Юля на мгновение представила красочную картину, как парни в камуфляже врываются в операционную.
— Герман Николаевич, вы меня простите, у меня что-то с головой случилось, все перемешалось! Вы исчезли, Окуневский убит, операции ночные. — Она едва не плакала. — Я не хотела вас подставить, но только мне придется правду Заурскому рассказать, что я его подвела. А вы что, вот так прямо и спросите и она вам все расскажет?!
— Мне надо самому разобраться, что на моей «кухне» происходит, а то пока я занимаюсь стройкой, у меня в каждом отделении странных историй все больше и больше, и это неправильно.
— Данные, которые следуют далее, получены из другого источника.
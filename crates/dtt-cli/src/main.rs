use anyhow::Result;
use clap::{Parser, Subcommand};

mod commands;

use commands::risk::RiskArgs;

#[derive(Parser)]
#[command(name = "dtt")]
#[command(about = "DTT desk CLI: risk sizing, trade plan checklist, 4H window", long_about = None)]
struct Cli {
    #[command(subcommand)]
    cmd: Commands,
}

#[derive(Subcommand)]
enum Commands {
    /// Size one trade from the account profile (config + flag overrides)
    Risk {
        /// Layered config paths in merge order
        #[arg(long = "config")]
        config_paths: Vec<String>,

        #[command(flatten)]
        overrides: RiskArgs,

        /// Print the full result as JSON instead of key=value lines
        #[arg(long, default_value_t = false)]
        json: bool,
    },

    /// Evaluate a trade plan checklist
    Plan {
        /// Answers document (.yaml / .yml / .json)
        #[arg(long)]
        answers: String,

        /// Evaluation instant (RFC3339). Defaults to the system clock.
        #[arg(long)]
        now: Option<String>,

        /// Layered config paths in merge order
        #[arg(long = "config")]
        config_paths: Vec<String>,

        #[arg(long, default_value_t = false)]
        json: bool,
    },

    /// Show the current 4H candle and entry window
    Window {
        /// Evaluation instant (RFC3339). Defaults to the system clock.
        #[arg(long)]
        now: Option<String>,

        /// Layered config paths in merge order
        #[arg(long = "config")]
        config_paths: Vec<String>,
    },

    /// Compute layered config hash + print canonical JSON
    ConfigHash {
        /// Paths in merge order (base -> local overrides)
        #[arg(required = true)]
        paths: Vec<String>,
    },
}

fn main() -> Result<()> {
    // Missing .env.local is not an error.
    let _ = dotenvy::from_filename(".env.local");
    commands::init_tracing();

    let cli = Cli::parse();

    match cli.cmd {
        Commands::Risk {
            config_paths,
            overrides,
            json,
        } => commands::risk::run_risk(&config_paths, overrides, json)?,

        Commands::Plan {
            answers,
            now,
            config_paths,
            json,
        } => commands::plan::run_plan(&answers, now.as_deref(), &config_paths, json)?,

        Commands::Window { now, config_paths } => {
            commands::window::run_window(now.as_deref(), &config_paths)?
        }

        Commands::ConfigHash { paths } => {
            let path_refs: Vec<&str> = paths.iter().map(|s| s.as_str()).collect();
            let loaded = dtt_config::load_layered_yaml(&path_refs)?;
            println!("config_hash={}", loaded.config_hash);
            println!("{}", loaded.canonical_json);
        }
    }

    Ok(())
}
— С вами, между прочим, тоже истории происходят.
— Происходят, — согласился он. — Только я нож за спиной ни у кого не держу.
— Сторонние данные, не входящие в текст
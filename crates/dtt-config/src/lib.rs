//! dtt-config
//!
//! Layered YAML configuration for the desk tools.
//!
//! Layers merge left → right (later wins, objects merge deeply), then the
//! effective document is canonicalized to JSON and hashed with SHA-256 so
//! every CLI run and daemon boot can log exactly which settings it used.

use anyhow::{Context, Result};
use serde_json::Value;
use sha2::{Digest, Sha256};
use std::fs;

mod consumption;
mod desk;

pub use consumption::{
    consumed_pointers_for_surface, report_unused_keys, ConfigSurface, UnusedKeyPolicy,
    UnusedKeyReport,
};
pub use desk::{DaemonSettings, DeskConfig, WindowSettings, DEFAULT_DAEMON_ADDR};

#[derive(Debug, Clone)]
pub struct LoadedConfig {
    pub config_hash: String,
    pub canonical_json: String,
    pub config_json: Value,
}

impl LoadedConfig {
    /// Typed view over the merged document.
    pub fn desk(&self) -> Result<DeskConfig> {
        DeskConfig::from_json(&self.config_json)
    }
}

pub fn load_layered_yaml(paths: &[&str]) -> Result<LoadedConfig> {
    let mut docs: Vec<String> = Vec::new();
    for p in paths {
        let raw =
            fs::read_to_string(p).with_context(|| format!("failed to read yaml path: {p}"))?;
        docs.push(raw);
    }

    let doc_refs: Vec<&str> = docs.iter().map(|s| s.as_str()).collect();
    load_layered_yaml_from_strings(&doc_refs)
}

pub fn load_layered_yaml_from_strings(yaml_docs: &[&str]) -> Result<LoadedConfig> {
    let mut merged = serde_json::json!({});
    for raw in yaml_docs {
        let v_yaml: serde_yaml::Value = serde_yaml::from_str(raw).context("invalid yaml")?;
        // An empty document is an empty layer, not a reset.
        if v_yaml.is_null() {
            continue;
        }
        let v_json = serde_json::to_value(v_yaml).context("yaml->json conversion failed")?;
        merged = deep_merge(merged, v_json);
    }

    let canonical_json = canonicalize_json(&merged)?;
    let config_hash = sha256_hex(canonical_json.as_bytes());
    Ok(LoadedConfig {
        config_hash,
        canonical_json,
        config_json: merged,
    })
}

/// Load `paths` (possibly none) and validate the typed view in one step.
pub fn load_desk_config(paths: &[&str]) -> Result<(LoadedConfig, DeskConfig)> {
    let loaded = load_layered_yaml(paths)?;
    let desk = loaded.desk()?;
    Ok((loaded, desk))
}

fn deep_merge(a: Value, b: Value) -> Value {
    match (a, b) {
        (Value::Object(mut a_map), Value::Object(b_map)) => {
            for (k, b_val) in b_map {
                let a_val = a_map.remove(&k).unwrap_or(Value::Null);
                a_map.insert(k, deep_merge(a_val, b_val));
            }
            Value::Object(a_map)
        }
        (_, b_other) => b_other,
    }
}

/// serde_json's default `Map` is a BTreeMap, so keys serialize sorted.
fn canonicalize_json(v: &Value) -> Result<String> {
    serde_json::to_string(v).context("canonical json serialize failed")
}

fn sha256_hex(bytes: &[u8]) -> String {
    let mut hasher = Sha256::new();
    hasher.update(bytes);
    hex::encode(hasher.finalize())
}
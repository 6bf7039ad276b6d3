//! dtt-daemon library target.
//!
//! Exposes the router and state for integration tests.
//! The binary `main.rs` depends on this library target.

pub mod api_types;
pub mod routes;
pub mod state;
//! `dtt risk`: size one trade.

use anyhow::{bail, Result};
use clap::Args;
use dtt_config::ConfigSurface;
use dtt_risk::{compute_risk, AccountProfile, AccountType, RiskMode, RiskResult, SizingError};

use super::{fmt2, load_config};

/// Flag overrides applied on top of the configured account profile.
#[derive(Args, Debug, Default)]
pub struct RiskArgs {
    /// PERSONAL | PROP_FIRM
    #[arg(long)]
    pub account_type: Option<String>,

    #[arg(long)]
    pub starting_balance: Option<f64>,

    #[arg(long)]
    pub current_balance: Option<f64>,

    /// AGGRESSIVE | BALANCED | SUSTAINABLE
    #[arg(long)]
    pub risk_mode: Option<String>,

    #[arg(long)]
    pub stop_loss_pct: Option<f64>,

    #[arg(long)]
    pub margin_pct: Option<f64>,

    #[arg(long)]
    pub max_drawdown_pct: Option<f64>,

    #[arg(long)]
    pub daily_drawdown_pct: Option<f64>,
}

impl RiskArgs {
    pub fn apply(self, mut p: AccountProfile) -> Result<AccountProfile> {
        if let Some(t) = self.account_type.as_deref() {
            p.account_type = parse_account_type(t)?;
        }
        if let Some(m) = self.risk_mode.as_deref() {
            p.risk_mode = parse_risk_mode(m)?;
        }
        if let Some(v) = self.starting_balance {
            p.starting_balance = v;
        }
        if let Some(v) = self.current_balance {
            p.current_balance = v;
        }
        if let Some(v) = self.stop_loss_pct {
            p.stop_loss_pct = v;
        }
        if let Some(v) = self.margin_pct {
            p.margin_pct = v;
        }
        if self.max_drawdown_pct.is_some() {
            p.max_drawdown_pct = self.max_drawdown_pct;
        }
        if self.daily_drawdown_pct.is_some() {
            p.daily_drawdown_pct = self.daily_drawdown_pct;
        }
        Ok(p)
    }
}

pub fn parse_account_type(s: &str) -> Result<AccountType> {
    match s.trim().to_uppercase().replace('-', "_").as_str() {
        "PERSONAL" => Ok(AccountType::Personal),
        "PROP_FIRM" | "PROP" => Ok(AccountType::PropFirm),
        other => bail!(
            "invalid --account-type '{}'. expected one of: PERSONAL | PROP_FIRM",
            other
        ),
    }
}

pub fn parse_risk_mode(s: &str) -> Result<RiskMode> {
    match s.trim().to_uppercase().as_str() {
        "AGGRESSIVE" => Ok(RiskMode::Aggressive),
        "BALANCED" => Ok(RiskMode::Balanced),
        "SUSTAINABLE" => Ok(RiskMode::Sustainable),
        other => bail!(
            "invalid --risk-mode '{}'. expected one of: AGGRESSIVE | BALANCED | SUSTAINABLE",
            other
        ),
    }
}

/// Execute `dtt risk`.
pub fn run_risk(config_paths: &[String], overrides: RiskArgs, json: bool) -> Result<()> {
    let desk = load_config(config_paths, ConfigSurface::Risk)?;
    let profile = overrides.apply(desk.account)?;

    let result = match compute_risk(&profile) {
        Ok(r) => r,
        Err(SizingError::Breach(b)) => {
            tracing::warn!(
                remaining_dd = b.remaining_dd,
                drawdown_used = b.drawdown_used,
                "max drawdown breached"
            );
            bail!(
                "RISK_BREACH: account has breached max drawdown; stop trading. \
                 max_dd_dollars={} drawdown_used={} remaining_dd={}",
                fmt2(b.max_dd_dollars),
                fmt2(b.drawdown_used),
                fmt2(b.remaining_dd)
            );
        }
        Err(SizingError::Validation(e)) => {
            bail!("RISK_INVALID_INPUT field={}: {}", e.field(), e);
        }
    };

    tracing::info!(
        account_type = profile.account_type.as_str(),
        risk_dollars = result.risk_dollars,
        capped = result.capped,
        "trade sized"
    );

    if json {
        println!("{}", serde_json::to_string_pretty(&result)?);
    } else {
        print_lines(&profile, &result);
    }
    Ok(())
}

fn print_lines(profile: &AccountProfile, r: &RiskResult) {
    println!(
        "account_type={} risk_mode={}",
        profile.account_type.as_str(),
        profile.risk_mode.as_str()
    );
    println!("risk_dollars={}", fmt2(r.risk_dollars));
    println!("position_size={}", fmt2(r.position_size));
    println!("margin_used={}", fmt2(r.margin_used));
    println!("leverage={}", fmt2(r.leverage));
    println!("capped={}", r.capped);
    println!("note={}", r.note.message());
    if let Some(pf) = &r.prop_firm {
        println!(
            "prop_firm max_dd={} daily_dd={} used={} remaining={} base_risk={} daily_cap={}",
            fmt2(pf.max_dd_dollars),
            fmt2(pf.daily_dd_dollars),
            fmt2(pf.drawdown_used),
            fmt2(pf.remaining_dd),
            fmt2(pf.base_risk),
            fmt2(pf.daily_cap)
        );
    }
}
//! Embeds a human-readable version string for `--version` output.
//!
//! Uses `git describe --tags --always --dirty` when a git checkout is
//! available, and falls back to a build-timestamp pseudo-version otherwise.

use std::process::Command;

use chrono::Utc;

fn main() {
    ["src", "build.rs", "Cargo.toml"]
        .iter()
        .for_each(|path| println!("cargo:rerun-if-changed={path}"));

    println!("cargo:rustc-env=BUILD_INFO_HUMAN={}", build_info());
}

/// Executes a git command and returns the trimmed stdout as a String.
fn git_command(args: &[&str]) -> Option<String> {
    Command::new("git")
        .args(args)
        .output()
        .ok()
        .filter(|output| output.status.success())
        .and_then(|output| String::from_utf8(output.stdout).ok())
        .map(|s| s.trim().to_string())
        .filter(|s| !s.is_empty())
}

fn build_info() -> String {
    let version = env!("CARGO_PKG_VERSION");
    let described = git_command(&["describe", "--tags", "--always", "--dirty"])
        .unwrap_or_else(|| format!("unreleased-{}", Utc::now().format("%Y%m%d%H%M%S")));
    format!("{version} ({described})")
}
— Я тоже не держу, — не выдержала Юля.
— Вот и договорились.
В его кабинет постучали.
— Можно? — заглянула приятная молодая девушка в белом халате.
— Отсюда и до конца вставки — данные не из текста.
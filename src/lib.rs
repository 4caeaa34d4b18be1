//! prconv: safe bulk operations on GitHub PR review conversations.
//!
//! Finds review comments matching a search string, replies to each, and
//! resolves their threads. Every comment is re-validated by a fresh fetch
//! immediately before it is mutated, and the whole batch aborts if the
//! remote state diverged from what discovery saw. A standalone operation
//! resolves or unresolves the thread containing one specific comment, with
//! the same existence-check-before-mutation discipline.

pub mod batch;
pub mod cli;
pub mod display;
pub mod forge;
pub mod github;
pub mod graphql;
pub mod resolve;
pub mod types;

pub use batch::{BatchOptions, Discovery, discover, process_batch};
pub use forge::Forge;
pub use github::GitHubForge;
pub use resolve::{SetResolutionOutcome, set_resolution};
pub use types::{
    BatchResult, BatchStatus, CommentId, CommentIdError, Error, ForgeError, MatchSet, Outcome,
    OutcomeKind, PrScope, Repo, RepoError, ReviewComment, ReviewThread, ThreadId,
};
use async_trait::async_trait;

use crate::types::{CommentId, ForgeError, PrScope, Repo, ReviewComment, ReviewThread, ThreadId};

/// The remote review system consumed by this tool.
///
/// Everything the batch processor and the single-item resolver need from
/// GitHub sits behind this trait so both can run against a test double.
/// Existence checks are tri-state by construction: `Ok(Some)` found,
/// `Ok(None)` not found, `Err` remote failure.
#[async_trait]
pub trait Forge {
    /// Lists every review comment on the pull request. Paginated remotely;
    /// implementations consume all pages before returning.
    async fn list_review_comments(
        &self,
        scope: &PrScope,
    ) -> Result<Vec<ReviewComment>, ForgeError>;

    /// Fetches one review comment by identifier.
    async fn get_review_comment(
        &self,
        repo: &Repo,
        id: CommentId,
    ) -> Result<Option<ReviewComment>, ForgeError>;

    /// Posts a reply attached to an existing review comment.
    async fn create_reply(
        &self,
        scope: &PrScope,
        parent: CommentId,
        body: &str,
    ) -> Result<ReviewComment, ForgeError>;

    /// Lists every review thread on the pull request, each embedding its
    /// member comment ids and resolved flag. Threads are not indexed by
    /// comment remotely; callers join locally.
    async fn list_review_threads(&self, scope: &PrScope)
    -> Result<Vec<ReviewThread>, ForgeError>;

    /// Resolves the thread and returns the resolved flag read back from the
    /// mutation response.
    async fn resolve_thread(&self, thread: &ThreadId) -> Result<bool, ForgeError>;

    /// Unresolves the thread and returns the resolved flag read back from
    /// the mutation response.
    async fn unresolve_thread(&self, thread: &ThreadId) -> Result<bool, ForgeError>;
}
— Заходи, Иволгина, присаживайся вот сюда, — он кивнул на стул около окна. — Вот познакомься, журналист газеты «Наш город» — Юлия Сорнева.
Кажется, Иволгина ее не узнала, в коридоре был полумрак, да и наверняка не запомнила она девушку, что видела ночью в отделении.
— День медика скоро отмечаем, профессиональный праздник, — продолжил Архипов. — Газета очень хочет написать о наших людях, лучших, так сказать. Я предложил твою кандидатуру, писать про тебя будут.
— Ой, ну что вы Герман Николаевич! Какой из меня герой? Обычная медсестра.
— Сколько ты у нас работаешь?
— Десять лет уже, как один день.
— Ну, вот видишь, пора уже звание «Ветеран труда» присваивать. Мне говорят, что ты хорошо работаешь.
— Ой, спасибо, Герман Николаевич.
Он продолжал тем же тоном:
— Хорошо работаешь, даже по ночам, операции пластические помогаешь делать. Деньги, Света, зарабатываешь? А ты знаешь, что ты не только себя под монастырь подводишь, но и меня тоже? Этот монастырь на срок тянет. Что будем делать, Света?
— Герман Николаевич, я… Вы… — На Иволгину было жалко смотреть. Она напоминала осевшую опару.
— Когда я десять лет назад принимал тебя на работу, мы с тобой говорили о профессии. Надеюсь, ты это помнишь?
— Помню, — Иволгина низко опустила голову.
— Света Иволгина, послушай, что я тебе скажу после твоей десятилетней работы. У тебя есть только один выход — честно мне все рассказать, иначе звоню в полицию, сдаю вас всех по списку и больше тебя знать не желаю.